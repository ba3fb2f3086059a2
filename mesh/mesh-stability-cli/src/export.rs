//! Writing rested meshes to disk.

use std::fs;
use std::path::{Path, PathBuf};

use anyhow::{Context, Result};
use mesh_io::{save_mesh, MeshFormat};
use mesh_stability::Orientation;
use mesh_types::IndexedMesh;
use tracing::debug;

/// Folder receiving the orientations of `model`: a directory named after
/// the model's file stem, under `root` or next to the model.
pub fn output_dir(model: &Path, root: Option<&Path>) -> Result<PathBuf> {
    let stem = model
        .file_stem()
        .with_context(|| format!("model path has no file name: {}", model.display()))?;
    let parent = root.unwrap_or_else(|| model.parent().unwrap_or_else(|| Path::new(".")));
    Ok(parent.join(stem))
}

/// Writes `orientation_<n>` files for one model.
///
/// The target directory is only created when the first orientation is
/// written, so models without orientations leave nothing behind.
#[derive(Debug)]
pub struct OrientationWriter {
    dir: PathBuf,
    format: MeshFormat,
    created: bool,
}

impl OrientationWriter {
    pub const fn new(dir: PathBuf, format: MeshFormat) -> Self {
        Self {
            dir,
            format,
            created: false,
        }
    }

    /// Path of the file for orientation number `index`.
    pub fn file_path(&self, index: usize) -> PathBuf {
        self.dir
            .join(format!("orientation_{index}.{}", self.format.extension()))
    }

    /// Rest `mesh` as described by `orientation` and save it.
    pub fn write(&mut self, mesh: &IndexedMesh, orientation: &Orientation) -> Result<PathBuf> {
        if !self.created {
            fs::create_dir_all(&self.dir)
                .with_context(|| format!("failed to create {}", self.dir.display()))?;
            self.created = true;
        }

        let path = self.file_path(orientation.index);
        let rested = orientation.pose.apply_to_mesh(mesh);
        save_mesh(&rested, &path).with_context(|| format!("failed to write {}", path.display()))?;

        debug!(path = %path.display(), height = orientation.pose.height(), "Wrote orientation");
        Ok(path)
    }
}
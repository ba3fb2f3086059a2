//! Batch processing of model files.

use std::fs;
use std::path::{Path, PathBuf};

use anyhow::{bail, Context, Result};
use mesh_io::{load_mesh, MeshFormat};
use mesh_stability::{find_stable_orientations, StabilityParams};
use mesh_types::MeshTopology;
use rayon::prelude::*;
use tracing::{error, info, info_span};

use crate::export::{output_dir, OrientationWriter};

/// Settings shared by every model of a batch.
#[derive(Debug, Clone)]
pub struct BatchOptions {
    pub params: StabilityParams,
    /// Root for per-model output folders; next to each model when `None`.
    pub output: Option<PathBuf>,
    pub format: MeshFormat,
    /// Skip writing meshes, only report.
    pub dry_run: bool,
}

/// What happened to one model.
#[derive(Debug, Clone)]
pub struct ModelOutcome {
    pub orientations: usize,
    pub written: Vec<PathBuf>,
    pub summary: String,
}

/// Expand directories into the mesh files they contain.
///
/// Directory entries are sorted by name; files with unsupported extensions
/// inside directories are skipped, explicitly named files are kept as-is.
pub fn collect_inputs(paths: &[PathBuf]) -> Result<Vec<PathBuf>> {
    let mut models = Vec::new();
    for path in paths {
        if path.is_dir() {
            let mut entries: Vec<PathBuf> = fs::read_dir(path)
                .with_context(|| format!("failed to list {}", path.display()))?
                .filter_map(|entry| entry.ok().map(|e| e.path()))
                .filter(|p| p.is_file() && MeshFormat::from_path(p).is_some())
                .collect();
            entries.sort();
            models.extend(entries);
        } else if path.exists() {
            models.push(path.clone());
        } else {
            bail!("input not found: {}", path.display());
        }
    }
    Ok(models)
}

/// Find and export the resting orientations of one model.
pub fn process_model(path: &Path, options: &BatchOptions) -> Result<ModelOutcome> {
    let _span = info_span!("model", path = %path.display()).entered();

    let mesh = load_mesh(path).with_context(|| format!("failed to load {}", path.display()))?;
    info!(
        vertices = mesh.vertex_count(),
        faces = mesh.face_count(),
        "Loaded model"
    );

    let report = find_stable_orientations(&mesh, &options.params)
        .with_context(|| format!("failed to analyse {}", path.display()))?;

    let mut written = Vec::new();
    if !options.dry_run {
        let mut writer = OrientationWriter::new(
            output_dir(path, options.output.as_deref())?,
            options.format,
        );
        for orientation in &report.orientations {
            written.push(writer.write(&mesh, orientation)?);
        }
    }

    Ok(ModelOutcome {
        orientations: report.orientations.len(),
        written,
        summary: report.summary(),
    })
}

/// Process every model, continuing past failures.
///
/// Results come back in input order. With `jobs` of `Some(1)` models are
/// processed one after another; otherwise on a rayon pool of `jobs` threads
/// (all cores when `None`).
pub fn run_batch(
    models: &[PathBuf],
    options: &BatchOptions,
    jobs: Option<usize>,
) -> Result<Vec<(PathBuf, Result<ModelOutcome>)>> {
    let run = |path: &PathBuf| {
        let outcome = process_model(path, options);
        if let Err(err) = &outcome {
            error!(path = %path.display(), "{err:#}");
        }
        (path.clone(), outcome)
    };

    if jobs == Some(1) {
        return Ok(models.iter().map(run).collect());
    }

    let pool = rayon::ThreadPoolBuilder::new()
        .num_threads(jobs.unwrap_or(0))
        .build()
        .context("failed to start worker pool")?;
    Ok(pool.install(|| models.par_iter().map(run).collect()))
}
++++++++++
### REQUIREMENT
Count the lines in the records above that hold the word "report", and give only that number.

### COMPLETED EXERCISE
5